Eh they do sort of exist - the energy requirements are ridiculous but Boeing , etc. have been experimenting with generating plasma fields or similar techniques that can absorb and deflect massive amounts of kinetic energy of the type from an explosion with varying degrees of progress. Not sure about blocking actual projectiles but in the case of a nuclear detonation that is kind of moot as at the kind of ranges we are talking anything would be essentially "atomised" literally or very close to.

Do you mean this?
http://abcnews.go.com/Technology/bo...tyle-force-field-technology/story?id=29839654

That doesn't even sort of exist, does it?

Perhaps you ought to tell that to the bods over at the Rutherford Appleton Labs, I imagine that they'd highly value your input to further aid them in building the satellite test-bed for the plasma deflector shielding they're currently working on.

https://www.newscientist.com/article/dn11623-deflector-shields-could-protect-future-astronauts/

I think you need to read the article and the science behind it before your next attempt at sarcasm. The amount of energy that "deflector shield" actually blocks is tiny, it wouldn't "deflect" a hand grenade, let alone a nuclear explosion.
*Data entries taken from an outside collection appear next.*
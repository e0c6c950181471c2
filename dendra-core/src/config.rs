//! Configuration types for Dendra

use std::path::Path;

use serde::{Deserialize, Serialize};

use crate::error::DendraResult;
use crate::matching::HighlightMode;

#[derive(Debug, Clone, Serialize, Deserialize, Default)]
pub struct Config {
    #[serde(default)]
    pub labels: LabelConfig,
    #[serde(default)]
    pub matching: MatchConfig,
    #[serde(default)]
    pub layout: LayoutConfig,
}

/// Label-synthesis policy.
#[derive(Debug, Clone, Serialize, Deserialize)]
pub struct LabelConfig {
    /// Trim leaf names at the last separator before labeling
    #[serde(default)]
    pub trim: bool,
    /// Separator joining leaf-derived tokens in synthesized labels
    #[serde(default = "default_separator")]
    pub separator: String,
    /// Wrap synthesized labels in structure markers
    #[serde(default = "default_true")]
    pub keep_structure: bool,
    /// Treat composite child labels as atomic tokens
    #[serde(default = "default_true")]
    pub keep_duplicates: bool,
}

/// Cluster-matching policy.
#[derive(Debug, Clone, Serialize, Deserialize)]
pub struct MatchConfig {
    /// Minimum leaves for a sub-cluster to participate in matching
    #[serde(default = "default_min_leaves")]
    pub min_leaves: usize,
    /// Branch-comparison mode for matched pairs
    #[serde(default)]
    pub highlight: HighlightMode,
}

/// Default drawing region for layout passes.
#[derive(Debug, Clone, Serialize, Deserialize)]
pub struct LayoutConfig {
    #[serde(default = "default_width")]
    pub width: f64,
    #[serde(default = "default_height")]
    pub height: f64,
    #[serde(default)]
    pub offset_x: f64,
    #[serde(default = "default_height")]
    pub offset_y: f64,
    #[serde(default = "default_label_reserve")]
    pub label_reserve: f64,
}

fn default_separator() -> String {
    "-".to_string()
}

fn default_true() -> bool {
    true
}

fn default_min_leaves() -> usize {
    2
}

fn default_width() -> f64 {
    800.0
}

fn default_height() -> f64 {
    600.0
}

fn default_label_reserve() -> f64 {
    100.0
}

impl Default for LabelConfig {
    fn default() -> Self {
        Self {
            trim: false,
            separator: default_separator(),
            keep_structure: true,
            keep_duplicates: true,
        }
    }
}

impl Default for MatchConfig {
    fn default() -> Self {
        Self {
            min_leaves: default_min_leaves(),
            highlight: HighlightMode::default(),
        }
    }
}

impl Default for LayoutConfig {
    fn default() -> Self {
        Self {
            width: default_width(),
            height: default_height(),
            offset_x: 0.0,
            offset_y: default_height(),
            label_reserve: default_label_reserve(),
        }
    }
}

/// Load a configuration from a TOML file.
pub fn load_config(path: &Path) -> DendraResult<Config> {
    let text = std::fs::read_to_string(path)?;
    let config = toml::from_str(&text)?;
    Ok(config)
}

/// Save a configuration as TOML.
pub fn save_config(config: &Config, path: &Path) -> DendraResult<()> {
    let text = toml::to_string_pretty(config)?;
    std::fs::write(path, text)?;
    Ok(())
}
#[cfg(test)]
mod tests {
    use super::*;

    fn three_leaf_tree() -> Dendrogram {
        Dendrogram::from_newick("test", "'A':0.5,('B':0.3,'C':0.3):0.2").unwrap()
    }

    #[test]
    fn derives_sizes_distances_and_leaf_count() {
        let tree = three_leaf_tree();
        assert_eq!(tree.leaf_count(), 3);

        let root = tree.node(tree.root());
        assert_eq!(root.subtree_size, 3);
        assert_eq!(root.distance, 0.5);

        let group = root.children[1];
        assert_eq!(tree.node(group).subtree_size, 2);
        assert_eq!(tree.node(group).distance, 0.3);
        assert_eq!(tree.node(group).distance_to_parent, 0.2);
    }

    #[test]
    fn default_cutoff_is_half_the_root_distance() {
        let tree = three_leaf_tree();
        assert_eq!(tree.cutoff(), 0.25);
    }

    #[test]
    fn cutoff_is_clamped_to_the_root_distance() {
        let mut tree = three_leaf_tree();
        tree.set_cutoff(-1.0);
        assert_eq!(tree.cutoff(), 0.0);
        tree.set_cutoff(10.0);
        assert_eq!(tree.cutoff(), 0.5);
        tree.set_cutoff(0.4);
        assert_eq!(tree.cutoff(), 0.4);
    }

    #[test]
    fn leaf_labels_trim_at_the_last_separator() {
        let mut tree =
            Dendrogram::from_newick("test", "'Homo_sapiens_1':0.5,'Pan_troglodytes_2':0.5")
                .unwrap();
        tree.set_leaf_labels(true, "_");
        let labels: Vec<_> = tree
            .nodes()
            .filter(|(_, n)| n.is_leaf())
            .map(|(_, n)| n.label.clone().unwrap())
            .collect();
        assert_eq!(labels, vec!["Homo_sapiens", "Pan_troglodytes"]);

        tree.set_leaf_labels(false, "_");
        let full: Vec<_> = tree
            .nodes()
            .filter(|(_, n)| n.is_leaf())
            .map(|(_, n)| n.label.clone().unwrap())
            .collect();
        assert_eq!(full, vec!["Homo_sapiens_1", "Pan_troglodytes_2"]);
    }

    #[test]
    fn structured_labels_wrap_sorted_children() {
        let mut tree = three_leaf_tree();
        tree.set_cutoff(0.3);
        tree.set_leaf_labels(false, "-");
        tree.set_labels(true, true, "-");

        let group = tree.node(tree.root()).children[1];
        assert_eq!(tree.node(group).label.as_deref(), Some("_B-C_"));
        // The root distance (0.5) exceeds the cutoff.
        assert_eq!(tree.node(tree.root()).label, None);
    }

    #[test]
    fn label_synthesis_is_insensitive_to_branch_rotation() {
        let mut left = Dendrogram::from_newick("l", "('B':0.3,'C':0.3):0.2,'A':0.5").unwrap();
        let mut right = Dendrogram::from_newick("r", "'A':0.5,('C':0.3,'B':0.3):0.2").unwrap();
        for tree in [&mut left, &mut right] {
            tree.set_cutoff(0.3);
            tree.set_leaf_labels(false, "-");
            tree.set_labels(true, true, "-");
        }
        let label_of = |tree: &Dendrogram| {
            tree.nodes()
                .find(|(_, n)| !n.is_leaf() && n.label.is_some())
                .map(|(_, n)| n.label.clone().unwrap())
        };
        assert_eq!(label_of(&left), label_of(&right));
        assert_eq!(label_of(&left).as_deref(), Some("_B-C_"));
    }

    #[test]
    fn flat_labels_split_composites_and_dedup() {
        // Two sibling groups labeled "a-b" and "b-c"; without duplicates the
        // parent recovers the atomic tokens a, b, c.
        let mut tree = Dendrogram::from_newick(
            "test",
            "(('a':0.1,'b':0.1):0.1,('b':0.1,'c':0.1):0.1):0.3",
        )
        .unwrap();
        tree.set_cutoff(tree.node(tree.root()).distance);
        tree.set_leaf_labels(false, "-");
        tree.set_labels(false, false, "-");

        let outer = tree.node(tree.root()).children[0];
        assert_eq!(tree.node(outer).label.as_deref(), Some("a-b-c"));
    }

    #[test]
    fn sort_orders_children_and_is_idempotent() {
        let mut tree = Dendrogram::from_newick(
            "test",
            "'delta':0.4,('Beta':0.2,'alpha':0.2):0.2,'Camma':0.4",
        )
        .unwrap();
        tree.set_leaf_labels(false, "-");
        tree.set_labels(true, true, "-");
        tree.sort();

        let once: Vec<NodeId> = tree.node(tree.root()).children.clone();
        tree.sort();
        assert_eq!(tree.node(tree.root()).children, once);

        let labels: Vec<_> = once
            .iter()
            .map(|&c| tree.node(c).label.clone().unwrap())
            .collect();
        let mut sorted = labels.clone();
        sorted.sort_by_key(|l| l.to_lowercase());
        assert_eq!(labels, sorted);
    }

    #[test]
    fn sort_puts_unlabeled_children_first() {
        let mut tree = Dendrogram::from_newick(
            "test",
            "'zeta':0.1,('a':0.4,'b':0.4):0.6",
        )
        .unwrap();
        tree.set_leaf_labels(false, "-");
        // Group distance 0.4 exceeds the default cutoff 0.25: no label.
        tree.set_labels(true, true, "-");
        tree.sort();

        let children = &tree.node(tree.root()).children;
        assert!(tree.node(children[0]).label.is_none());
        assert_eq!(tree.node(children[1]).label.as_deref(), Some("zeta"));
    }

    #[test]
    fn sort_preserves_the_leaf_multiset() {
        let mut tree = Dendrogram::from_newick(
            "test",
            "('d':0.1,'c':0.1):0.2,('b':0.1,'a':0.1):0.2",
        )
        .unwrap();
        let mut before: Vec<String> = tree
            .subtree_leaves(tree.root())
            .into_iter()
            .map(|id| tree.node(id).name.clone().unwrap())
            .collect();
        tree.set_leaf_labels(false, "-");
        tree.set_labels(true, true, "-");
        tree.sort();
        let mut after: Vec<String> = tree
            .subtree_leaves(tree.root())
            .into_iter()
            .map(|id| tree.node(id).name.clone().unwrap())
            .collect();
        before.sort();
        after.sort();
        assert_eq!(before, after);
    }

    #[test]
    fn flip_y_mirrors_about_the_leaf_midline() {
        let mut tree = three_leaf_tree();
        // Hand-assigned coordinates stand in for a layout pass.
        let ids = tree.subtree_leaves(tree.root());
        for (position, id) in ids.iter().enumerate() {
            tree.node_mut(*id).y = position as f64 * 10.0;
        }
        tree.flip_y_node(tree.root());
        let ys: Vec<f64> = ids.iter().map(|&id| tree.node(id).y).collect();
        assert_eq!(ys, vec![20.0, 10.0, 0.0]);

        // Leaves keep the midline; flipping twice restores the original.
        tree.flip_y_node(tree.root());
        let restored: Vec<f64> = ids.iter().map(|&id| tree.node(id).y).collect();
        assert_eq!(restored, vec![0.0, 10.0, 20.0]);
    }

    #[test]
    fn flip_y_is_a_noop_on_leaves() {
        let mut tree = three_leaf_tree();
        let leaf = tree.node(tree.root()).children[0];
        tree.node_mut(leaf).y = 7.0;
        tree.flip_y_node(leaf);
        assert_eq!(tree.node(leaf).y, 7.0);
    }

    #[test]
    fn toggle_flipped_only_touches_the_flag() {
        let mut tree = three_leaf_tree();
        assert!(!tree.is_flipped());
        tree.toggle_flipped();
        assert!(tree.is_flipped());
        tree.toggle_flipped();
        assert!(!tree.is_flipped());
    }

    #[test]
    fn path_sums_equal_the_root_distance_for_every_leaf() {
        let tree = three_leaf_tree();
        for leaf in tree.subtree_leaves(tree.root()) {
            let mut sum = 0.0;
            let mut current = leaf;
            while let Some(parent) = tree.node(current).parent {
                sum += tree.node(current).distance_to_parent;
                current = parent;
            }
            assert!((sum - tree.node(tree.root()).distance).abs() < 1e-9);
        }
    }
}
Now now, splitting atoms wasn't a thing for 300000 years of human history... but we did it.

300k years ago we knew nothing. Today we know quite a lot and any future scientific breakthrough will have current scientific knowledge at its foundation. 300k years ago we believed painting prey on cave walls is a good idea but now, not so much. mavity on the other hand will still be mavity 300k years from now and, contrary to popular belief, not everything is possible.
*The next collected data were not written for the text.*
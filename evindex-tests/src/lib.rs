pub mod db;
pub mod factory;
pub mod test_runner;
use evindex::{EvindexRepo, Migratable, Repo, RepoMigrations};
use evindex_tests::db;

#[tokio::main]
async fn main() {
    db::setup();

    let repo = EvindexRepo::new(db::database_url().as_str());
    let pool = repo.get_pool(1).await.unwrap();
    let mut conn = EvindexRepo::get_conn(&pool).await.unwrap();

    EvindexRepo::migrate(&mut conn, EvindexRepo::get_migrations()).await.unwrap();
}
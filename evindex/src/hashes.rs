use ethers::types::{H160, H256};

pub struct Hashes;

impl Hashes {
    pub fn h160_to_string(h160: &H160) -> String {
        format!("{h160:?}")
    }

    pub fn h256_to_string(h256: &H256) -> String {
        format!("{h256:?}")
    }
}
Back on the topic, the problem with "energy fields" is that energy can not be stationary (relatively), like the armour of a tank or a kevlar vest. Their popular depiction, a somewhat translucent, thin field will never be created not matter how much our technology progresses. The emission of energy in powerful bursts is more feasible but that's not much of a "field", it's extremely costly and less effective than layers of materials.
 
a somewhat translucent, thin field will never be created not matter how much our technology progresses

I wouldn't put it as absolutely as that - over the last few years we've seen theories that would atleast work even if completely infeasible or not practical now if ever that for as long as I can remember were very much in the realm of science fiction and would "never be possible".

Going a bit different direction to the classic forcefield but for instance it could be possible to build a field using some kind of nanite type swarming setup at some point in the longer future that would effectively work the same way.
 
If you put enough sponge on top, when it lands on you it'll cushion the bomb and slow it down gently. Then simply fire it back!